GLENN: I will tell you though that it happens all the time. When I meet people, we'll go out places -- there's one person, if we're in a group, there's one person who I never actually interact with -- usually a parent standing there with a phone, and they're only talking to me through the phone or talking to their child through the phone stop we never make eye contact. And I always feel bad because I feel like they were ripped off.

PAT: Yeah, they missed it. They missed it.

GLENN: They never had that personal connection. They did through the phone.

PAT: But we'll get to experience it later, Glenn.

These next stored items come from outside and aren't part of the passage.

//! # blewatch
//!
//! Identify nearby BLE peripherals, estimate their distance and keep track of
//! bookmarked ones.
//!
//! ## Running
//!
//! ```bash
//! # Replay a recorded scan, inspecting one peripheral
//! blewatch replay scans/kitchen.jsonl --inspect 5E1F
//!
//! # Bookmarks
//! blewatch bookmark 5E1F "Keys"
//! blewatch saved
//!
//! # One-off queries
//! blewatch resolve --manufacturer-data 4C001219
//! blewatch distance -- -67
//! ```

#![forbid(unsafe_code)]
#![warn(clippy::all, clippy::pedantic, clippy::nursery)]

use std::fs::File;
use std::io::BufReader;
use std::path::PathBuf;
use std::sync::Arc;
use std::time::{Duration, Instant};

use anyhow::Context;
use blewatch_cli::{logging, read_recording, render_live, render_saved, RenderThrottle};
use blewatch_core::{
    estimate_distance, parse_hex, Config, DeviceTracker, IdentityResolver, ManufacturerRegistry,
    ObservationStore, Snapshot, TrackerWorker,
};
use clap::{Parser, Subcommand};
use tokio::sync::watch;
use tracing::{debug, info};

#[derive(Parser, Debug)]
#[command(author, version, about, long_about = None)]
struct Cli {
    /// path to a config file (default: platform config dir)
    #[arg(short, long, global = true)]
    config: Option<PathBuf>,

    /// directory holding saved devices, overrides config
    #[arg(short, long, global = true)]
    data_dir: Option<PathBuf>,

    #[command(subcommand)]
    command: Command,
}

#[derive(Subcommand, Debug)]
enum Command {
    /// Feed a JSON Lines scan recording through the tracker
    Replay {
        /// recording file
        file: PathBuf,

        /// print the advertisement inspector for this peripheral at the end
        #[arg(short, long)]
        inspect: Option<String>,

        /// delay between events, to watch the list update
        #[arg(long, default_value_t = 0)]
        pace_ms: u64,
    },
    /// List saved devices
    Saved,
    /// Save a device
    Bookmark {
        /// peripheral identifier
        id: String,
        /// name to save it under
        name: Option<String>,
    },
    /// Remove a saved device
    Unbookmark {
        /// peripheral identifier
        id: String,
    },
    /// Resolve a display name from advertisement fields
    Resolve {
        #[arg(long)]
        raw_name: Option<String>,
        #[arg(long)]
        local_name: Option<String>,
        /// manufacturer data as hex, e.g. 4C001219
        #[arg(long)]
        manufacturer_data: Option<String>,
    },
    /// Estimate distance for a signal strength in dBm
    Distance {
        #[arg(allow_hyphen_values = true)]
        rssi: f64,
    },
}

#[tokio::main]
async fn main() -> anyhow::Result<()> {
    let cli = Cli::parse();

    let mut config = Config::load(cli.config.as_deref()).context("loading configuration")?;
    if let Some(dir) = cli.data_dir {
        config.data_dir = Some(dir);
    }

    logging::init(&config.log, config.data_dir.as_deref())?;
    debug!(?config, "Configuration loaded");

    match cli.command {
        Command::Replay {
            file,
            inspect,
            pace_ms,
        } => replay(&config, file, inspect, Duration::from_millis(pace_ms)).await,
        Command::Saved => {
            let tracker = tracker(&config)?;
            print!("{}", render_saved(&tracker.snapshot()));
            Ok(())
        }
        Command::Bookmark { id, name } => bookmark(&config, &id, name.as_deref()).await,
        Command::Unbookmark { id } => {
            let mut tracker = tracker(&config)?;
            if tracker.unbookmark(&id) {
                println!("Removed {id}");
            } else {
                println!("{id} was not saved");
            }
            Ok(())
        }
        Command::Resolve {
            raw_name,
            local_name,
            manufacturer_data,
        } => {
            let data = manufacturer_data
                .as_deref()
                .map(parse_hex)
                .transpose()
                .context("parsing manufacturer data")?;
            let resolver = IdentityResolver::new(Arc::new(config.registry()));
            println!(
                "{}",
                resolver.resolve_name(raw_name.as_deref(), local_name.as_deref(), data.as_deref())
            );
            Ok(())
        }
        Command::Distance { rssi } => {
            println!("{}", estimate_distance(rssi));
            Ok(())
        }
    }
}

fn tracker(config: &Config) -> anyhow::Result<DeviceTracker> {
    let settings = config.settings().context("locating data directory")?;
    let registry: Arc<ManufacturerRegistry> = Arc::new(config.registry());
    info!(
        companies = registry.len(),
        data_dir = %settings.data_dir().display(),
        "Tracker ready"
    );
    Ok(DeviceTracker::new(
        ObservationStore::open(Box::new(settings)),
        IdentityResolver::new(registry),
    ))
}

async fn bookmark(config: &Config, id: &str, name: Option<&str>) -> anyhow::Result<()> {
    let worker = TrackerWorker::spawn(tracker(config)?);
    let created = worker.handle().bookmark(id, name).await?;
    let tracker = worker.shutdown().await?;

    if created {
        let saved = tracker
            .store()
            .saved()
            .iter()
            .find(|d| d.id == id)
            .map_or("", |d| d.name.as_str());
        println!("Saved {id} as \"{saved}\"");
    } else {
        println!("{id} is already saved");
    }
    Ok(())
}

async fn replay(
    config: &Config,
    file: PathBuf,
    inspect: Option<String>,
    pace: Duration,
) -> anyhow::Result<()> {
    let reader = BufReader::new(
        File::open(&file).with_context(|| format!("opening {}", file.display()))?,
    );
    let events = read_recording(reader)?;
    info!(file = %file.display(), events = events.len(), "Replaying recording");

    let worker = TrackerWorker::spawn(tracker(config)?);
    let handle = worker.handle();
    let renderer = tokio::spawn(render_loop(handle.subscribe(), config.render_interval()));

    for event in events {
        if let Some(request) = handle.send_event(event).await? {
            debug!(allow_duplicates = request.allow_duplicates, "Scan requested");
        }
        if !pace.is_zero() {
            tokio::time::sleep(pace).await;
        }
    }

    let inspected = match &inspect {
        Some(id) => Some((id.clone(), handle.describe(id).await?)),
        None => None,
    };
    let last = handle.snapshot();

    drop(handle);
    worker.shutdown().await?;
    renderer.await?;

    println!("{}", render_live(&last));
    print!("{}", render_saved(&last));

    if let Some((id, lines)) = inspected {
        println!();
        match lines {
            Some(lines) => lines.iter().for_each(|line| println!("{line}")),
            None => println!("{id} is not in range"),
        }
    }
    Ok(())
}

/// Print the live view whenever a snapshot arrives and the throttle allows it.
async fn render_loop(mut snapshots: watch::Receiver<Arc<Snapshot>>, interval: Duration) {
    let mut throttle = RenderThrottle::new(interval);
    while snapshots.changed().await.is_ok() {
        let snapshot = Arc::clone(&snapshots.borrow_and_update());
        if throttle.should_render(Instant::now()) {
            println!("{}", render_live(&snapshot));
        }
    }
}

GLENN: I know. It's weird. It's weird.

PAT: That is weird.

GLENN: Now, this.

Last week, we talked about the coastal buffers and how they weaken hurricanes at landfall. Now scientists are calling this a lucky phenomena. Scientists are discovering how incredibly prepared Mother Nature is for dealing with natural disasters.

By the way, do you remember -- we have to play this. The -- what's her name from -- in Congress from California that said the Sierra Nevada is soon -- like seven years or ten years -- she said this about ten years ago. Won't have snow.

PAT: Is that Boxer?

GLENN: Yeah, it was Barbara Boxer. We have to find that. Because they're about to have 20 feet of snow from the last week and a half. I think they had 3 feet drop on them yesterday alone.

Anyway, Mother Nature is prepared for disasters. If you're caught in a natural disaster like a hurricane or some other emergency, are you prepared to feed your family? My Patriot Supply is there right now with a 72-hour emergency food kit.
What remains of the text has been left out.